Some 40-something years ago, as an arrogant and passionate foe of American imperialism and a fierce demonstrator for racial equality, I was part of a demonstration that sat in Roosevelt University President Rolf Weil's office to protest the university's failure to grant tenure to historian Staughton Lynd (son of sociologists Helen and Robert Lynd of Middletown fame)­this was on the heels of the university demurring to acquire the Roosevelt papers that historian (and John Updike's roommate at Harvard) Christopher Lasch (The Culture of Narcissism) wanted to bring to the university bearing that president's name. Lasch then went across town (so to speak) to Northwestern University, and the rest, of course, is history…

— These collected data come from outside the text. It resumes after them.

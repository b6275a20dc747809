//! stderr logging using env_logger
//!
//! stdout carries the report, so log records always go to stderr.
//! `RUST_LOG` overrides the level chosen here.

use env_logger::{Builder, Env, Target};

const QUIET_FILTER: &str = "warn";
const VERBOSE_FILTER: &str = "warn,pullpanda=debug,pullpanda_config=debug,gh_search_client=debug";

/// Default filter for the `--enable-log` setting
fn default_filter(enable_log: bool) -> &'static str {
    if enable_log {
        VERBOSE_FILTER
    } else {
        QUIET_FILTER
    }
}

/// Initialize logging once at startup
pub fn init(enable_log: bool) {
    let env = Env::default().default_filter_or(default_filter(enable_log));

    let result = Builder::from_env(env)
        .target(Target::Stderr)
        .format_timestamp_millis()
        .try_init();

    if let Err(e) = result {
        eprintln!("Logger already initialized: {}", e);
    }
}

#[cfg(test)]
mod tests {
    use super::*;

    #[test]
    fn test_default_filter() {
        assert_eq!(default_filter(false), "warn");
        assert!(default_filter(true).contains("pullpanda=debug"));
        assert!(default_filter(true).contains("gh_search_client=debug"));
    }
}
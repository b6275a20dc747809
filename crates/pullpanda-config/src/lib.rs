//! Configuration for pullpanda
//!
//! This crate provides:
//! - The YAML configuration file model (AppConfig)
//! - Configuration file loading and validation

pub mod app_config;
pub mod config_file;

pub use app_config::{AppConfig, DEFAULT_STATUS};
pub use config_file::{read_config_file, ConfigError, DEFAULT_CONFIG_FILE};
//! GitHub token resolution
//!
//! Tries, in order:
//! 1. The token passed on the command line
//! 2. `GITHUB_TOKEN` or `GH_TOKEN` from the environment
//! 3. The same variables after loading a `.env` file

use log::debug;
use thiserror::Error;

const TOKEN_VARS: [&str; 2] = ["GITHUB_TOKEN", "GH_TOKEN"];

/// No usable token was found
#[derive(Debug, Error)]
#[error("no GitHub token provided; pass --token or set GITHUB_TOKEN/GH_TOKEN")]
pub struct TokenError;

/// Resolves the token used for every search request
#[derive(Debug, Clone, Default)]
pub struct TokenResolver {
    explicit: Option<String>,
}

impl TokenResolver {
    /// Create a resolver that prefers `explicit` when it is non-empty
    pub fn new(explicit: Option<String>) -> Self {
        Self { explicit }
    }

    /// Resolve against the process environment, loading `.env` if needed
    pub fn resolve(&self) -> Result<String, TokenError> {
        if let Ok(token) = self.resolve_with(|key| std::env::var(key).ok()) {
            return Ok(token);
        }

        match dotenvy::dotenv() {
            Ok(path) => debug!("Loaded .env file from: {:?}", path),
            Err(_) => debug!(".env file not found, no further token sources"),
        }

        self.resolve_with(|key| std::env::var(key).ok())
    }

    /// Resolve using `lookup` in place of the process environment
    pub fn resolve_with<F>(&self, lookup: F) -> Result<String, TokenError>
    where
        F: Fn(&str) -> Option<String>,
    {
        if let Some(token) = non_empty(self.explicit.as_deref()) {
            debug!("Using token from command line");
            return Ok(token);
        }

        for key in TOKEN_VARS {
            if let Some(token) = non_empty(lookup(key).as_deref()) {
                debug!("Using token from env var {}", key);
                return Ok(token);
            }
        }

        Err(TokenError)
    }
}

fn non_empty(value: Option<&str>) -> Option<String> {
    value
        .map(str::trim)
        .filter(|v| !v.is_empty())
        .map(str::to_string)
}

#[cfg(test)]
mod tests {
    use super::*;
    use std::collections::HashMap;

    fn env(pairs: &[(&str, &str)]) -> HashMap<String, String> {
        pairs
            .iter()
            .map(|(k, v)| (k.to_string(), v.to_string()))
            .collect()
    }

    #[test]
    fn test_explicit_token_wins() {
        let vars = env(&[("GITHUB_TOKEN", "from-env")]);
        let resolver = TokenResolver::new(Some("from-flag".to_string()));

        let token = resolver.resolve_with(|k| vars.get(k).cloned()).unwrap();
        assert_eq!(token, "from-flag");
    }

    #[test]
    fn test_env_fallback_order() {
        let vars = env(&[("GH_TOKEN", "gh"), ("GITHUB_TOKEN", "github")]);
        let resolver = TokenResolver::new(None);

        let token = resolver.resolve_with(|k| vars.get(k).cloned()).unwrap();
        assert_eq!(token, "github");
    }

    #[test]
    fn test_blank_values_are_ignored() {
        let vars = env(&[("GITHUB_TOKEN", "  "), ("GH_TOKEN", "gh")]);
        let resolver = TokenResolver::new(Some(String::new()));

        let token = resolver.resolve_with(|k| vars.get(k).cloned()).unwrap();
        assert_eq!(token, "gh");
    }

    #[test]
    fn test_missing_token() {
        let resolver = TokenResolver::new(None);
        assert!(resolver.resolve_with(|_| None).is_err());
    }
}
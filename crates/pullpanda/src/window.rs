//! Date window applied to every search
//!
//! The window is resolved once, before any handle is fetched, and then
//! shared read-only by all tasks.

use crate::duration::{parse_duration, DurationError};
use chrono::{NaiveDate, NaiveDateTime, TimeDelta};
use std::fmt;
use thiserror::Error;

/// Date format GitHub search qualifiers expect
pub const DATE_FORMAT: &str = "%Y-%m-%d";

/// The date flags could not be turned into a window
#[derive(Debug, Error)]
pub enum WindowError {
    #[error("invalid {flag} {value:?}, expected YYYY-MM-DD")]
    InvalidDate {
        flag: &'static str,
        value: String,
        #[source]
        source: chrono::ParseError,
    },

    #[error(transparent)]
    Duration(#[from] DurationError),

    #[error("duration {0:?} reaches before the earliest representable date")]
    OutOfRange(String),

    #[error("start date {start} is after end date {end}")]
    StartAfterEnd { start: NaiveDate, end: NaiveDate },
}

/// Inclusive creation/merge date bounds for the search
#[derive(Debug, Clone, Copy, Default, PartialEq, Eq)]
pub struct DateWindow {
    pub start: Option<NaiveDate>,
    pub end: Option<NaiveDate>,
}

impl DateWindow {
    /// Resolve the command line date flags relative to `now`
    ///
    /// A `duration` overrides `start_date`: the start becomes the calendar
    /// date of `now - duration`.
    pub fn resolve(
        start_date: Option<&str>,
        end_date: Option<&str>,
        duration: Option<&str>,
        now: NaiveDateTime,
    ) -> Result<Self, WindowError> {
        let mut start = start_date
            .map(|value| parse_date("--start-date", value))
            .transpose()?;
        let end = end_date
            .map(|value| parse_date("--end-date", value))
            .transpose()?;

        if let Some(token) = duration {
            let span = parse_duration(token)?;
            let since = TimeDelta::from_std(span)
                .ok()
                .and_then(|delta| now.checked_sub_signed(delta))
                .ok_or_else(|| WindowError::OutOfRange(token.to_string()))?;

            if start.is_some() {
                log::debug!("--duration {} overrides --start-date", token);
            }
            start = Some(since.date());
        }

        if let (Some(start), Some(end)) = (start, end) {
            if start > end {
                return Err(WindowError::StartAfterEnd { start, end });
            }
        }

        Ok(Self { start, end })
    }

    /// Whether neither bound is set
    pub fn is_unbounded(&self) -> bool {
        self.start.is_none() && self.end.is_none()
    }
}

impl fmt::Display for DateWindow {
    fn fmt(&self, f: &mut fmt::Formatter<'_>) -> fmt::Result {
        let bound = |date: Option<NaiveDate>| {
            date.map(|d| d.format(DATE_FORMAT).to_string())
                .unwrap_or_else(|| "*".to_string())
        };
        write!(f, "{}..{}", bound(self.start), bound(self.end))
    }
}

fn parse_date(flag: &'static str, value: &str) -> Result<NaiveDate, WindowError> {
    NaiveDate::parse_from_str(value, DATE_FORMAT).map_err(|source| WindowError::InvalidDate {
        flag,
        value: value.to_string(),
        source,
    })
}
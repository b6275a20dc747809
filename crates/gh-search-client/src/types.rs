//! GitHub search data transfer objects
//!
//! `SearchIssuesResponse` mirrors the JSON returned by `GET /search/issues`.
//! It is converted into the slimmer `PullRequest`/`SearchPage` types the
//! rest of the application works with.

use chrono::{DateTime, Utc};
use serde::{Deserialize, Serialize};

/// A pull request found by a search
#[derive(Debug, Clone, PartialEq, Eq, Serialize, Deserialize)]
pub struct PullRequest {
    /// API URL of the issue/PR
    pub url: String,

    /// PR title
    pub title: String,

    /// Whether the PR has been merged
    pub merged: bool,

    /// Browser URL, when GitHub included it
    pub html_url: Option<String>,
}

impl PullRequest {
    /// Link to show a human: the browser URL if known, else the API URL
    pub fn link(&self) -> &str {
        self.html_url.as_deref().unwrap_or(&self.url)
    }
}

/// First page of a search result
#[derive(Debug, Clone, Default, PartialEq, Eq)]
pub struct SearchPage {
    /// Total number of matches GitHub reports for the query
    pub total_count: u64,

    /// GitHub gave up before finding every match
    pub incomplete_results: bool,

    /// Pull requests on this page, in API order
    pub items: Vec<PullRequest>,
}

impl SearchPage {
    /// A complete page holding exactly `items`
    pub fn from_items(items: Vec<PullRequest>) -> Self {
        Self {
            total_count: items.len() as u64,
            incomplete_results: false,
            items,
        }
    }

    /// Whether more matches exist than this page holds
    pub fn is_truncated(&self) -> bool {
        self.incomplete_results || self.total_count > self.items.len() as u64
    }
}

/// Raw `GET /search/issues` response body
#[derive(Debug, Deserialize)]
pub(crate) struct SearchIssuesResponse {
    #[serde(default)]
    pub total_count: u64,

    #[serde(default)]
    pub incomplete_results: bool,

    pub items: Vec<SearchItem>,
}

/// One entry of the `items` array
#[derive(Debug, Deserialize)]
pub(crate) struct SearchItem {
    pub url: String,

    #[serde(default)]
    pub title: String,

    #[serde(default)]
    pub html_url: Option<String>,

    /// Not part of the search schema, honoured when present
    #[serde(default)]
    pub merged: Option<bool>,

    #[serde(default)]
    pub pull_request: Option<PullRequestLinks>,
}

/// The `pull_request` object GitHub attaches to PR search hits
#[derive(Debug, Deserialize)]
pub(crate) struct PullRequestLinks {
    #[serde(default)]
    pub merged_at: Option<DateTime<Utc>>,
}

impl From<SearchItem> for PullRequest {
    fn from(item: SearchItem) -> Self {
        let merged_at = item
            .pull_request
            .as_ref()
            .and_then(|pr| pr.merged_at)
            .is_some();

        PullRequest {
            url: item.url,
            title: item.title,
            merged: item.merged.unwrap_or(false) || merged_at,
            html_url: item.html_url,
        }
    }
}

impl From<SearchIssuesResponse> for SearchPage {
    fn from(response: SearchIssuesResponse) -> Self {
        SearchPage {
            total_count: response.total_count,
            incomplete_results: response.incomplete_results,
            items: response.items.into_iter().map(PullRequest::from).collect(),
        }
    }
}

I, of course, digress. The occasion for this voyage in the way-back machine is the publication of Adelphi University mentor Carl Mirra's The Admirable Radical: Staughton Lynd and Cold War Dissent 1945-1970 (Kent University Press). From Howard Zinn's foreword:

This is but a brief account of Staughton Lynd's journey through academia and the world, joining his intelligence to contribute to the world wide struggle for peace and justice. He is a radical historian, a radical lawyer, a radical citizen. I have admired him enormously ever since I first met him…before he became my colleague at Spelman College. He and Alice [Lynd's wife] are exemplars of strength and gentleness in the quest for a better world. I am proud to call him my friend and happy that he is now the subject of Carl Mirra's biography. As one who entered the academic world after military service, I feel a special affinity for someone like Carl Mirra who has come to the academy after being trained as a marine. I admire his moral courage for his refusal to fight in the First Gulf War. It seems to me that he experience gives a special dimension to his intellectual curiosity and his passionate interest in documenting Staughton's life.

So much for the passage of time.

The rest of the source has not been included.